§ **DIRECTIONS**: Copy exactly the lines from the start of the data below through the one that carries "use crate::phases::bullet_list;", and only those.

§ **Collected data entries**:
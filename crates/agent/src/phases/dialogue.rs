use dialectic_core::gateway::{CallFailure, CallGateway, CompletionTask};
use dialectic_core::{
    AgentRole, AgentSelection, ClarificationExchange, DialogueHistory, DialogueTurn, ProviderId,
    ResearchBundle,
};
use serde::Deserialize;

use crate::llm::{complete, parse_json_reply};
use crate::phases::bullet_list;

const TRANSCRIPT_WINDOW: usize = 6;

pub struct DialogueRoundInput<'a> {
    pub round: u32,
    pub max_rounds: u32,
    pub bundle: &'a ResearchBundle,
    pub agents: &'a AgentSelection,
    pub history: &'a DialogueHistory,
    pub clarifications: &'a [ClarificationExchange],
    /// Evaluator feedback from the previous round, if any.
    pub feedback: &'a [String],
}

#[derive(Debug, Deserialize)]
struct TurnReply {
    content: String,
    #[serde(default)]
    confidence: Option<f32>,
    #[serde(default)]
    sources: Vec<String>,
}

/// One round: every role speaks once, in fixed order, each seeing the turns
/// before it.
pub async fn execute(
    gateway: &dyn CallGateway,
    provider: &ProviderId,
    input: DialogueRoundInput<'_>,
) -> Result<Vec<DialogueTurn>, CallFailure> {
    let mut turns: Vec<DialogueTurn> = Vec::with_capacity(AgentRole::ORDER.len());

    for role in AgentRole::ORDER {
        let agent = input.agents.config_for(role);
        let system = format!(
            "You are {}, the {} in a structured research debate. {} Focus on: {}. \
Respond with a JSON object {{\"content\": string, \"confidence\": number, \"sources\": [string]}}.",
            agent.name,
            role.as_str(),
            agent.persona,
            agent.focus.join(", ")
        );
        let prompt = render_prompt(&input, &turns, role);

        let text = complete(gateway, provider, CompletionTask::DialogueTurn(role), system, prompt)
            .await?;
        turns.push(parse_turn(provider, role, input.round, &text)?);
    }

    Ok(turns)
}

fn parse_turn(
    provider: &ProviderId,
    agent: AgentRole,
    round: u32,
    text: &str,
) -> Result<DialogueTurn, CallFailure> {
    let (content, confidence, sources) = match parse_json_reply::<TurnReply>(provider, text) {
        Ok(reply) => (reply.content, reply.confidence.map(|c| c.clamp(0.0, 1.0)), reply.sources),
        Err(_) => (text.to_owned(), None, Vec::new()),
    };

    let content = content.trim();
    if content.is_empty() {
        return Err(CallFailure::malformed(
            provider,
            format!("{} produced an empty turn", agent.as_str()),
        ));
    }
    Ok(DialogueTurn { agent, round, content: content.to_owned(), confidence, sources })
}

fn render_prompt(input: &DialogueRoundInput<'_>, this_round: &[DialogueTurn], role: AgentRole) -> String {
    let facts = input
        .bundle
        .analysis
        .facts
        .iter()
        .take(10)
        .map(|fact| format!("{} [{:.2}]", fact.statement, fact.confidence))
        .collect::<Vec<_>>();
    let clarifications = input
        .clarifications
        .iter()
        .map(|exchange| format!("Q: {} A: {}", exchange.question, exchange.answer))
        .collect::<Vec<_>>();

    let earlier = input.history.turns();
    let skip = earlier.len().saturating_sub(TRANSCRIPT_WINDOW);
    let transcript = earlier[skip..]
        .iter()
        .chain(this_round.iter())
        .map(|turn| format!("[round {} | {}] {}", turn.round, turn.agent.as_str(), turn.content))
        .collect::<Vec<_>>();

    let task = match role {
        AgentRole::Analyst => "Advance the strongest answer. Address the critic's last objections.",
        AgentRole::Critic => "Challenge the analyst's latest claims. Point to gaps in evidence.",
    };

    format!(
        "Topic: {}\nRound {} of {}.\n\nSuccess criteria:\n{}\n\nKey facts:\n{}\n\n\
User clarifications:\n{}\n\nEvaluator feedback:\n{}\n\nTranscript so far:\n{}\n\n{}",
        input.bundle.scope.intent(),
        input.round,
        input.max_rounds,
        bullet_list(&input.agents.success_criteria),
        bullet_list(&facts),
        bullet_list(&clarifications),
        bullet_list(input.feedback),
        bullet_list(&transcript),
        task
    )
}
//! Phase executors.
//!
//! Each executor receives exactly the inputs its phase needs and returns a
//! typed output or a classified failure. None of them touch session state;
//! the orchestrator records what they return.

pub mod agent_select;
pub mod analyze;
pub mod clarify;
pub mod deep_research;
pub mod dialogue;
pub mod search;
pub mod synthesize;

use std::sync::Arc;

use dialectic_core::config::AppConfig;
use dialectic_core::gateway::{CallFailure, CallGateway};
use dialectic_core::{
    AgentSelection, Analysis, DeepResearch, DialogueTurn, FinalReport, PhaseFailure, PhaseKind,
    ProviderId, ResearchScope, SearchChannel, SearchResults,
};

pub use dialogue::DialogueRoundInput;
pub use synthesize::SynthesisInput;

#[derive(Clone, Debug, PartialEq, Eq)]
pub struct SearchTarget {
    pub channel: SearchChannel,
    pub provider: ProviderId,
}

/// Which provider serves which phase, plus per-phase limits.
#[derive(Clone, Debug, PartialEq, Eq)]
pub struct PhaseRoles {
    pub llm: ProviderId,
    pub deep_research: ProviderId,
    pub search: Vec<SearchTarget>,
    pub search_max_results: usize,
    pub facts_limit: usize,
}

impl PhaseRoles {
    pub fn from_config(config: &AppConfig) -> Self {
        Self {
            llm: ProviderId::new(config.roles.llm.clone()),
            deep_research: ProviderId::new(config.roles.deep_research.clone()),
            search: config
                .roles
                .search
                .iter()
                .map(|route| SearchTarget {
                    channel: route.channel,
                    provider: ProviderId::new(route.provider.clone()),
                })
                .collect(),
            search_max_results: config.pipeline.search_max_results,
            facts_limit: config.pipeline.facts_limit,
        }
    }
}

impl Default for PhaseRoles {
    fn default() -> Self {
        Self {
            llm: ProviderId::new("llm"),
            deep_research: ProviderId::new("deep_research"),
            search: [
                (SearchChannel::Web, "web"),
                (SearchChannel::Academic, "academic"),
                (SearchChannel::Social, "social"),
            ]
            .into_iter()
            .map(|(channel, provider)| SearchTarget { channel, provider: ProviderId::new(provider) })
            .collect(),
            search_max_results: 8,
            facts_limit: 20,
        }
    }
}

#[derive(Clone)]
pub struct PhaseExecutors {
    gateway: Arc<dyn CallGateway>,
    roles: PhaseRoles,
}

impl PhaseExecutors {
    pub fn new(gateway: Arc<dyn CallGateway>, roles: PhaseRoles) -> Self {
        Self { gateway, roles }
    }

    pub fn gateway(&self) -> &Arc<dyn CallGateway> {
        &self.gateway
    }

    pub fn roles(&self) -> &PhaseRoles {
        &self.roles
    }

    pub async fn clarify(&self, query: &str) -> Result<ResearchScope, PhaseFailure> {
        clarify::execute(self.gateway.as_ref(), &self.roles.llm, query)
            .await
            .map_err(at(PhaseKind::Clarify))
    }

    pub async fn search(&self, scope: &ResearchScope) -> Result<SearchResults, PhaseFailure> {
        search::execute(
            self.gateway.as_ref(),
            &self.roles.search,
            scope,
            self.roles.search_max_results,
        )
        .await
        .map_err(at(PhaseKind::Search))
    }

    pub async fn analyze(
        &self,
        scope: &ResearchScope,
        results: &SearchResults,
    ) -> Result<Analysis, PhaseFailure> {
        analyze::execute(
            self.gateway.as_ref(),
            &self.roles.llm,
            scope,
            results,
            self.roles.facts_limit,
        )
        .await
        .map_err(at(PhaseKind::Analyze))
    }

    pub async fn deep_research(
        &self,
        scope: &ResearchScope,
        analysis: &Analysis,
    ) -> Result<DeepResearch, PhaseFailure> {
        deep_research::execute(
            self.gateway.as_ref(),
            &self.roles.llm,
            &self.roles.deep_research,
            scope,
            analysis,
        )
        .await
        .map_err(at(PhaseKind::DeepResearch))
    }

    pub async fn select_agents(
        &self,
        bundle: &dialectic_core::ResearchBundle,
    ) -> Result<AgentSelection, PhaseFailure> {
        agent_select::execute(self.gateway.as_ref(), &self.roles.llm, bundle)
            .await
            .map_err(at(PhaseKind::AgentSelect))
    }

    pub async fn dialogue_round(
        &self,
        input: DialogueRoundInput<'_>,
    ) -> Result<Vec<DialogueTurn>, PhaseFailure> {
        dialogue::execute(self.gateway.as_ref(), &self.roles.llm, input)
            .await
            .map_err(at(PhaseKind::DialogueRound))
    }

    pub async fn synthesize(&self, input: SynthesisInput<'_>) -> Result<FinalReport, PhaseFailure> {
        synthesize::execute(self.gateway.as_ref(), &self.roles.llm, input)
            .await
            .map_err(at(PhaseKind::Synthesize))
    }
}

fn at(phase: PhaseKind) -> impl Fn(CallFailure) -> PhaseFailure {
    move |failure| PhaseFailure::new(phase, failure)
}

/// Bullet list for prompts; `(none)` when empty.
pub(crate) fn bullet_list(items: &[String]) -> String {
    if items.is_empty() {
        return "(none)".to_owned();
    }
    items.iter().map(|item| format!("- {item}")).collect::<Vec<_>>().join("\n")
}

§ **TASK OUTPUT**:
filename crates/agent/src/phases/dialogue.rs
use dialectic_core::gateway::{CallFailure, CallGateway, CompletionTask};
use dialectic_core::{
    AgentRole, AgentSelection, ClarificationExchange, DialogueHistory, DialogueTurn, ProviderId,
    ResearchBundle,
};
use serde::Deserialize;

use crate::llm::{complete, parse_json_reply};
use crate::phases::bullet_list;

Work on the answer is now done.